→ TASK:
All lines in the entries below that hold "json" make up the answer.

Start of RAW DATA

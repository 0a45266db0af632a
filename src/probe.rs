//! File probing: the core's only I/O dependency.
//!
//! Status refresh asks one question per file — does it exist, and how many
//! lines does it have. The port is injectable so tests never touch a real
//! filesystem.

use async_trait::async_trait;
use std::path::Path;

/// Outcome of probing one file.
#[derive(Debug, Clone, Copy, PartialEq, Eq)]
pub enum ProbeResult {
    /// The file cannot be opened or read.
    Missing,
    Present { line_count: u32 },
}

/// Resolves a path to its existence and line count.
#[async_trait]
pub trait LineProbe: Send + Sync {
    async fn resolve(&self, path: &Path) -> ProbeResult;
}

/// Probe backed by the real filesystem.
///
/// Line count is the number of newline-separated segments: newline bytes + 1,
/// so an empty file has one line and a trailing newline does not add one
/// beyond the final empty segment.
pub struct FsLineProbe;

impl FsLineProbe {
    pub fn new() -> Self {
        Self
    }
}

impl Default for FsLineProbe {
    fn default() -> Self {
        Self::new()
    }
}

#[async_trait]
impl LineProbe for FsLineProbe {
    async fn resolve(&self, path: &Path) -> ProbeResult {
        match tokio::fs::read(path).await {
            Ok(bytes) => {
                let newlines = bytes.iter().filter(|&&b| b == b'\n').count() as u32;
                ProbeResult::Present {
                    line_count: newlines + 1,
                }
            }
            Err(_) => ProbeResult::Missing,
        }
    }
}

#[cfg(test)]
mod tests {
    use super::*;
    use std::io::Write;

    #[tokio::test]
    async fn missing_file_resolves_missing() {
        let dir = tempfile::tempdir().unwrap();
        let probe = FsLineProbe::new();
        assert_eq!(
            probe.resolve(&dir.path().join("ghost.txt")).await,
            ProbeResult::Missing
        );
    }

    #[tokio::test]
    async fn counts_newline_separated_segments() {
        let dir = tempfile::tempdir().unwrap();
        let path = dir.path().join("a.txt");
        let mut f = std::fs::File::create(&path).unwrap();
        write!(f, "one\ntwo\nthree").unwrap();

        let probe = FsLineProbe::new();
        assert_eq!(
            probe.resolve(&path).await,
            ProbeResult::Present { line_count: 3 }
        );
    }

    #[tokio::test]
    async fn empty_file_has_one_line() {
        let dir = tempfile::tempdir().unwrap();
        let path = dir.path().join("empty.txt");
        std::fs::File::create(&path).unwrap();

        let probe = FsLineProbe::new();
        assert_eq!(
            probe.resolve(&path).await,
            ProbeResult::Present { line_count: 1 }
        );
    }

    #[tokio::test]
    async fn trailing_newline_counts_final_empty_segment() {
        let dir = tempfile::tempdir().unwrap();
        let path = dir.path().join("a.txt");
        std::fs::write(&path, "one\ntwo\n").unwrap();

        let probe = FsLineProbe::new();
        assert_eq!(
            probe.resolve(&path).await,
            ProbeResult::Present { line_count: 3 }
        );
    }
}
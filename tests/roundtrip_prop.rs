//! Property tests over generated collections.

use linemark::collection::Collection;
use linemark::item::{Item, ItemRecord};
use linemark::paths::WorkspaceRoots;
use proptest::prelude::*;
use std::path::PathBuf;

fn roots() -> WorkspaceRoots {
    WorkspaceRoots::new(vec![PathBuf::from("/work")])
}

/// Generation model: up to 5 folders (parents always earlier folders, so the
/// link graph is acyclic by construction) and up to 12 bookmarks attached to
/// any folder or the top level.
fn arb_setup() -> impl Strategy<Value = (Vec<Option<usize>>, Vec<(u8, u32, bool, Option<usize>)>)>
{
    (0usize..5).prop_flat_map(|folder_count| {
        (
            proptest::collection::vec(proptest::option::of(0usize..5), folder_count),
            proptest::collection::vec(
                (0u8..5, 1u32..40, any::<bool>(), proptest::option::of(0usize..5)),
                0..12,
            ),
        )
    })
}

fn build_collection(
    folder_parents: &[Option<usize>],
    bookmarks: &[(u8, u32, bool, Option<usize>)],
) -> Collection {
    let folder_count = folder_parents.len();
    let mut c = Collection::new(roots());

    for (i, parent) in folder_parents.iter().enumerate() {
        let parent = match parent {
            Some(raw) if i > 0 => Some(format!("folder-{}", raw % i)),
            _ => None,
        };
        c.add(Item::folder(format!("folder-{}", i), parent, i % 2 == 0));
    }

    for (file, line, labeled, parent) in bookmarks {
        let parent = match parent {
            Some(raw) if folder_count > 0 => Some(format!("folder-{}", raw % folder_count)),
            _ => None,
        };
        let label = labeled.then(|| format!("note-{}", line));
        c.add(Item::bookmark(
            c.roots(),
            format!("/work/file-{}.txt", file),
            *line,
            parent,
            label,
        ));
    }
    c
}

proptest! {
    #[test]
    fn serialization_round_trip_preserves_structure(
        (folder_parents, bookmarks) in arb_setup()
    ) {
        let original = build_collection(&folder_parents, &bookmarks);

        let json = serde_json::to_string(&original.to_records()).unwrap();
        let parsed: Vec<ItemRecord> = serde_json::from_str(&json).unwrap();

        let mut restored = Collection::new(roots());
        restored.load_records(&parsed);

        prop_assert_eq!(restored.items(), original.items());
    }

    #[test]
    fn folder_removal_takes_exactly_its_descendants(
        (folder_parents, bookmarks) in arb_setup()
    ) {
        let mut c = build_collection(&folder_parents, &bookmarks);
        prop_assume!(!folder_parents.is_empty());

        let folder = c.get("folder-0").unwrap().clone();
        let mut expected_gone: Vec<String> =
            c.all_children(&folder).iter().map(|i| i.key()).collect();
        expected_gone.push(folder.key());
        let expected_remaining = c.len() - expected_gone.len();

        c.remove_by_key("folder-0");

        prop_assert_eq!(c.len(), expected_remaining);
        for key in &expected_gone {
            prop_assert!(!c.contains_key(key));
        }
    }

    #[test]
    fn move_before_only_permutes(
        (folder_parents, bookmarks) in arb_setup(),
        source_pick in 0usize..20,
        target_pick in 0usize..20,
    ) {
        let mut c = build_collection(&folder_parents, &bookmarks);
        prop_assume!(c.len() >= 2);

        let source = c.items()[source_pick % c.len()].clone();
        let target = c.items()[target_pick % c.len()].clone();
        let mut before: Vec<String> = c.items().iter().map(|i| i.key()).collect();

        c.move_before(&source, &target);

        let mut after: Vec<String> = c.items().iter().map(|i| i.key()).collect();
        before.sort();
        after.sort();
        prop_assert_eq!(before, after);
    }
}
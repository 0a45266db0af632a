//! Layered configuration.
//!
//! Precedence, lowest to highest: built-in defaults, the global config file
//! (`<config_dir>/linemark/config.toml`), the workspace file
//! (`.linemark.toml` at the workspace root), and `LINEMARK_*` environment
//! variables with `__` separating nested keys.

use crate::logging::LoggingConfig;
use crate::watch::WatchSettings;
use config::{Config, ConfigError, Environment, File};
use serde::{Deserialize, Serialize};
use std::path::{Path, PathBuf};

/// Workspace config file name.
pub const WORKSPACE_FILE: &str = ".linemark.toml";

#[derive(Debug, Clone, Serialize, Deserialize)]
pub struct LinemarkConfig {
    /// Workspace roots bookmark paths are made relative to. Empty means keys
    /// use full paths.
    #[serde(default)]
    pub roots: Vec<PathBuf>,

    /// Bookmark store location; the platform data directory when unset.
    #[serde(default)]
    pub store_path: Option<PathBuf>,

    /// Quiet window for debounced saves, in milliseconds.
    #[serde(default = "default_save_debounce_ms")]
    pub save_debounce_ms: u64,

    #[serde(default)]
    pub watch: WatchSettings,

    #[serde(default)]
    pub logging: LoggingConfig,
}

fn default_save_debounce_ms() -> u64 {
    300
}

impl Default for LinemarkConfig {
    fn default() -> Self {
        Self {
            roots: Vec::new(),
            store_path: None,
            save_debounce_ms: default_save_debounce_ms(),
            watch: WatchSettings::default(),
            logging: LoggingConfig::default(),
        }
    }
}

/// Configuration loader composing the source layers.
pub struct ConfigLoader;

impl ConfigLoader {
    /// Global config file path (`<config_dir>/linemark/config.toml`).
    pub fn global_config_path() -> Option<PathBuf> {
        directories::ProjectDirs::from("", "linemark", "linemark")
            .map(|dirs| dirs.config_dir().join("config.toml"))
    }

    /// Load configuration for a workspace.
    pub fn load(workspace_root: &Path) -> Result<LinemarkConfig, ConfigError> {
        let mut builder = Config::builder();

        if let Some(global) = Self::global_config_path() {
            if global.exists() {
                builder = builder.add_source(File::from(global));
            }
        }

        let workspace_file = workspace_root.join(WORKSPACE_FILE);
        if workspace_file.exists() {
            builder = builder.add_source(File::from(workspace_file));
        }

        builder = builder.add_source(
            Environment::with_prefix("LINEMARK")
                .separator("__")
                .try_parsing(true),
        );

        builder.build()?.try_deserialize()
    }

    /// Load configuration from a specific file with environment overlay.
    pub fn load_from_file(path: &Path) -> Result<LinemarkConfig, ConfigError> {
        let builder = Config::builder()
            .add_source(File::from(path.to_path_buf()))
            .add_source(
                Environment::with_prefix("LINEMARK")
                    .separator("__")
                    .try_parsing(true),
            );
        builder.build()?.try_deserialize()
    }
}

impl LinemarkConfig {
    /// Write this configuration as a workspace `.linemark.toml`. Used by the
    /// CLI `init` command to seed a commented starting point.
    pub fn write_workspace_file(&self, workspace_root: &Path) -> std::io::Result<PathBuf> {
        let path = workspace_root.join(WORKSPACE_FILE);
        let content = toml::to_string_pretty(self)
            .map_err(|e| std::io::Error::new(std::io::ErrorKind::InvalidData, e))?;
        std::fs::write(&path, content)?;
        Ok(path)
    }
}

End of RAW DATA

→ RESPONSE FOR THIS EXERCISE:
        let json = serde_json::to_string(&original.to_records()).unwrap();
        let parsed: Vec<ItemRecord> = serde_json::from_str(&json).unwrap();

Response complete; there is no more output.